Several of the most prominent figures in the Australia mining industry have warned that country could see investors flee in droves if companies are “double-taxed” and federal refunds are denied as compensation for hikes to state mining royalties.

The Australian reports that a number of leading figures in the country’s resources sector, including former BHP Billiton chairman (ASX:BHP) Don Argus, have spoken out publicly against the possible introduction of caps on federal refunds for state royalties that are currently provided under the controversial minerals resources rent tax (MRRT), while also pointing to the harm done to Australia’s investment appeal by the prevailing tax regime.

Argus told the Australian that the government shouldn’t “start double-taking the resources companies because you will have no one investing capital here then. As it is, people are looking at the sovereign risk and starting to wonder what’s going on.”

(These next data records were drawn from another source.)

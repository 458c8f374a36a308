//! In-memory framebuffer
//!
//! [`PixelSurface`] holds one full frame in 12-bit color together with a
//! rectangular drawing window. Every primitive clips against that window, so
//! narrowing the window before drawing a widget keeps the widget from
//! touching anything outside its own box.
//!
//! Coordinates are logical; the optional X/Y inversion is applied when a
//! pixel is addressed in the backing buffer, which is stored in panel order
//! and can be packed for the wire without reordering.

use alloc::vec;
use alloc::vec::Vec;
use core::convert::Infallible;

use embedded_graphics::Pixel;
use embedded_graphics::prelude::*;
use embedded_graphics::primitives::Rectangle;

use super::color::Color;
use super::packing::{pack_pixels, packed_len};
use crate::config::UiConfig;
use crate::peripherals::DisplaySink;

/// Inclusive clipping rectangle in screen coordinates.
///
/// A window with `x1 < x0` or `y1 < y0` is empty and rejects every pixel.
#[derive(Debug, Clone, Copy, PartialEq, Eq)]
pub struct DrawingWindow {
    pub x0: i32,
    pub y0: i32,
    pub x1: i32,
    pub y1: i32,
}

impl DrawingWindow {
    pub const fn contains(&self, x: i32, y: i32) -> bool {
        x >= self.x0 && x <= self.x1 && y >= self.y0 && y <= self.y1
    }

    pub const fn is_empty(&self) -> bool {
        self.x1 < self.x0 || self.y1 < self.y0
    }

    /// Overlap of two windows, possibly empty.
    pub fn intersect(&self, other: &DrawingWindow) -> DrawingWindow {
        DrawingWindow {
            x0: self.x0.max(other.x0),
            y0: self.y0.max(other.y0),
            x1: self.x1.min(other.x1),
            y1: self.y1.min(other.y1),
        }
    }

    pub fn from_rectangle(rect: &Rectangle) -> DrawingWindow {
        DrawingWindow {
            x0: rect.top_left.x,
            y0: rect.top_left.y,
            x1: rect.top_left.x + rect.size.width as i32 - 1,
            y1: rect.top_left.y + rect.size.height as i32 - 1,
        }
    }
}

pub struct PixelSurface {
    width: u32,
    height: u32,
    /// Opaque raw colors, panel order
    pixels: Vec<u16>,
    window: DrawingWindow,
    invert_x: bool,
    invert_y: bool,
    /// Wire buffer reused across commits
    wire: Vec<u8>,
}

impl PixelSurface {
    pub fn new(width: u32, height: u32) -> Self {
        let count = (width * height) as usize;
        Self {
            width,
            height,
            pixels: vec![Color::BLACK.into_raw(); count],
            window: Self::full_window(width, height),
            invert_x: false,
            invert_y: false,
            wire: vec![0; packed_len(count)],
        }
    }

    pub fn from_config(config: &UiConfig) -> Self {
        let mut surface = Self::new(config.screen_width, config.screen_height);
        surface.set_orientation(config.invert_x, config.invert_y);
        surface
    }

    const fn full_window(width: u32, height: u32) -> DrawingWindow {
        DrawingWindow {
            x0: 0,
            y0: 0,
            x1: width as i32 - 1,
            y1: height as i32 - 1,
        }
    }

    pub fn width(&self) -> u32 {
        self.width
    }

    pub fn height(&self) -> u32 {
        self.height
    }

    pub fn set_orientation(&mut self, invert_x: bool, invert_y: bool) {
        self.invert_x = invert_x;
        self.invert_y = invert_y;
    }

    // ------------------------------------------------------------------
    // Drawing window
    // ------------------------------------------------------------------

    pub fn drawing_window(&self) -> DrawingWindow {
        self.window
    }

    /// Set the clipping window. Corners are put in order, then clamped to
    /// the screen; a window lying fully off-screen ends up empty.
    pub fn set_drawing_window(&mut self, x0: i32, y0: i32, x1: i32, y1: i32) {
        let (x0, x1) = (x0.min(x1), x0.max(x1));
        let (y0, y1) = (y0.min(y1), y0.max(y1));
        self.window = DrawingWindow {
            x0: x0.max(0),
            y0: y0.max(0),
            x1: x1.min(self.width as i32 - 1),
            y1: y1.min(self.height as i32 - 1),
        };
    }

    pub fn reset_drawing_window(&mut self) {
        self.window = Self::full_window(self.width, self.height);
    }

    /// Narrow the window to its overlap with `area` and return the previous
    /// window so the caller can put it back with
    /// [`restore_drawing_window`](Self::restore_drawing_window).
    pub fn clip_to(&mut self, area: &Rectangle) -> DrawingWindow {
        let previous = self.window;
        self.window = previous.intersect(&DrawingWindow::from_rectangle(area));
        previous
    }

    pub fn restore_drawing_window(&mut self, window: DrawingWindow) {
        self.window = window;
    }

    // ------------------------------------------------------------------
    // Pixel access
    // ------------------------------------------------------------------

    fn index(&self, x: i32, y: i32) -> Option<usize> {
        if x < 0 || y < 0 || x >= self.width as i32 || y >= self.height as i32 {
            return None;
        }
        let px = if self.invert_x {
            self.width as i32 - 1 - x
        } else {
            x
        };
        let py = if self.invert_y {
            self.height as i32 - 1 - y
        } else {
            y
        };
        Some((py as u32 * self.width + px as u32) as usize)
    }

    /// Write one pixel, blending if `color` has an opacity.
    pub fn set_pixel(&mut self, x: i32, y: i32, color: Color) {
        if !self.window.contains(x, y) {
            return;
        }
        if let Some(i) = self.index(x, y) {
            let resolved = color.blend_over(Color::from_raw(self.pixels[i]));
            self.pixels[i] = resolved.into_raw();
        }
    }

    /// Read one pixel; black outside the drawing window.
    pub fn get_pixel(&self, x: i32, y: i32) -> Color {
        if !self.window.contains(x, y) {
            return Color::BLACK;
        }
        self.index(x, y)
            .map(|i| Color::from_raw(self.pixels[i]))
            .unwrap_or(Color::BLACK)
    }

    // ------------------------------------------------------------------
    // Primitives
    // ------------------------------------------------------------------

    /// Fill a rectangle clipped to the drawing window. Nothing happens when
    /// the clipped width or height is zero or negative.
    pub fn fill_region(&mut self, x: i32, y: i32, width: i32, height: i32, color: Color) {
        let x0 = x.max(self.window.x0);
        let y0 = y.max(self.window.y0);
        let x1 = (x + width - 1).min(self.window.x1);
        let y1 = (y + height - 1).min(self.window.y1);
        if x1 < x0 || y1 < y0 {
            return;
        }

        if color.has_alpha() {
            for py in y0..=y1 {
                for px in x0..=x1 {
                    self.set_pixel(px, py, color);
                }
            }
        } else {
            let raw = color.into_raw();
            for py in y0..=y1 {
                for px in x0..=x1 {
                    if let Some(i) = self.index(px, py) {
                        self.pixels[i] = raw;
                    }
                }
            }
        }
    }

    /// Straight line between two points, endpoints included.
    ///
    /// The endpoints are put in a canonical order first so that a line and
    /// its reverse cover exactly the same pixels.
    pub fn draw_line(&mut self, x0: i32, y0: i32, x1: i32, y1: i32, color: Color) {
        if x0 == x1 {
            let (top, bottom) = (y0.min(y1), y0.max(y1));
            self.fill_region(x0, top, 1, bottom - top + 1, color);
            return;
        }
        if y0 == y1 {
            let (left, right) = (x0.min(x1), x0.max(x1));
            self.fill_region(left, y0, right - left + 1, 1, color);
            return;
        }

        let ((mut x, mut y), (xe, ye)) = if (x0, y0) <= (x1, y1) {
            ((x0, y0), (x1, y1))
        } else {
            ((x1, y1), (x0, y0))
        };
        let dx = (xe - x).abs();
        let dy = -(ye - y).abs();
        let sx = if x < xe { 1 } else { -1 };
        let sy = if y < ye { 1 } else { -1 };
        let mut err = dx + dy;

        loop {
            self.set_pixel(x, y, color);
            if x == xe && y == ye {
                break;
            }
            let e2 = 2 * err;
            if e2 >= dy {
                err += dy;
                x += sx;
            }
            if e2 <= dx {
                err += dx;
                y += sy;
            }
        }
    }

    /// Circle outline. Opacity is ignored.
    pub fn draw_circle(&mut self, xc: i32, yc: i32, r: i32, color: Color) {
        let color = color.opaque();
        let mut x = 0;
        let mut y = r;
        let mut d = r - 1;

        while y >= x {
            for (px, py) in [
                (xc + x, yc + y),
                (xc + y, yc + x),
                (xc - x, yc + y),
                (xc - y, yc + x),
                (xc + x, yc - y),
                (xc + y, yc - x),
                (xc - x, yc - y),
                (xc - y, yc - x),
            ] {
                self.set_pixel(px, py, color);
            }

            if d >= 2 * x {
                d -= 2 * x + 1;
                x += 1;
            } else if d < 2 * (r - y) {
                d += 2 * y - 1;
                y -= 1;
            } else {
                d += 2 * (y - x - 1);
                y -= 1;
                x += 1;
            }
        }
    }

    /// Filled disc: one circle for every radius from 0 to `r`.
    pub fn draw_disc(&mut self, xc: i32, yc: i32, r: i32, color: Color) {
        for radius in 0..=r {
            self.draw_circle(xc, yc, radius, color);
        }
    }

    /// Write a horizontal run of already-resolved colors starting at
    /// `(x, y)`. Leading pixels left of the window are dropped, the run is
    /// truncated at the right edge, and rows outside the window are ignored.
    pub fn copy_line(&mut self, x: i32, y: i32, pixels: &[Color]) {
        if y < self.window.y0 || y > self.window.y1 {
            return;
        }
        let skip = (self.window.x0 - x).max(0) as usize;
        if skip >= pixels.len() {
            return;
        }
        let start = x + skip as i32;
        let room = (self.window.x1 - start + 1).max(0) as usize;
        for (offset, color) in pixels[skip..].iter().take(room).enumerate() {
            if let Some(i) = self.index(start + offset as i32, y) {
                self.pixels[i] = color.opaque().into_raw();
            }
        }
    }

    /// Clear the whole frame to black, ignoring the drawing window.
    pub fn blank(&mut self) {
        self.pixels.fill(Color::BLACK.into_raw());
    }

    /// Pack the frame and hand it to the display.
    pub fn commit<S: DisplaySink + ?Sized>(&mut self, sink: &mut S) -> Result<(), S::Error> {
        // Two rows per chunk: an even pixel count keeps pairs continuous
        // across row boundaries when the width is odd
        let chunk = (self.width as usize * 2).max(2);
        let mut scratch = vec![Color::BLACK; chunk];
        let mut written = 0;
        for block in self.pixels.chunks(chunk) {
            for (dst, &raw) in scratch.iter_mut().zip(block) {
                *dst = Color::from_raw(raw);
            }
            written += pack_pixels(&scratch[..block.len()], &mut self.wire[written..]);
        }
        sink.commit(&self.wire[..written])
    }
}

impl OriginDimensions for PixelSurface {
    fn size(&self) -> Size {
        Size::new(self.width, self.height)
    }
}

impl DrawTarget for PixelSurface {
    type Color = Color;
    type Error = Infallible;

    fn draw_iter<I>(&mut self, pixels: I) -> Result<(), Self::Error>
    where
        I: IntoIterator<Item = Pixel<Self::Color>>,
    {
        for Pixel(point, color) in pixels {
            self.set_pixel(point.x, point.y, color);
        }
        Ok(())
    }

    fn fill_solid(&mut self, area: &Rectangle, color: Self::Color) -> Result<(), Self::Error> {
        self.fill_region(
            area.top_left.x,
            area.top_left.y,
            area.size.width as i32,
            area.size.height as i32,
            color,
        );
        Ok(())
    }
}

Hugh Morgan, former Western Mining Corporation head and a member of Anglo America’s (LSX:AAL) Australian advisory board says that on-going projects have seen a “dramatic loss of value” due to the current tax regime, and that “this major capital loss has shaken many CEO’s comfort in project opportunities in Australia.”

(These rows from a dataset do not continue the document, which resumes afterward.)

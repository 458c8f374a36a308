use embedded_graphics::prelude::*;

use crate::graphics::{Canvas, Image};

/// Shows an image anchored at the widget origin, cropped to the widget.
#[derive(Debug, Clone, PartialEq, Eq)]
pub struct ImageView {
    image: Image<'static>,
}

impl ImageView {
    pub fn new(image: Image<'static>) -> Self {
        Self { image }
    }

    pub fn image(&self) -> &Image<'static> {
        &self.image
    }

    pub fn set_image(&mut self, image: Image<'static>) {
        self.image = image;
    }

    pub(crate) fn draw(&self, canvas: &mut Canvas<'_>, size: Size) {
        canvas.blit(
            &self.image,
            0,
            0,
            size.width as i32,
            size.height as i32,
            0,
            0,
        );
    }
}
pub mod dist;
pub mod source;

pub use dist::*;
pub use source::*;

/// Default standard deviation of the encryption noise, in units of the
/// noise precision.
pub const SIGMA: f64 = 3.2;

/// Noise samples are rejected beyond this many standard deviations.
pub const SIX_SIGMA: f64 = 6.0;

Former boss of zinc miner Zinifex Greg Gailey called double-taxing of mining projects a “major issue for the industry” and expressed concern that a cap on federal refunds for state taxes would “[place] on industry a burden that ought to be resolved via the commonwealth and the states.”

Efforts by both the federal and state governments to increase the tax burden of the country’s miners has generated immense controversy. Queensland’s hikes to state royalties led to threats from miners to annuls projects, while critics have castigated the federal government’s MRRT for its failure to net any revenue from the three biggest mining companies operating in the country during its first few months of operation.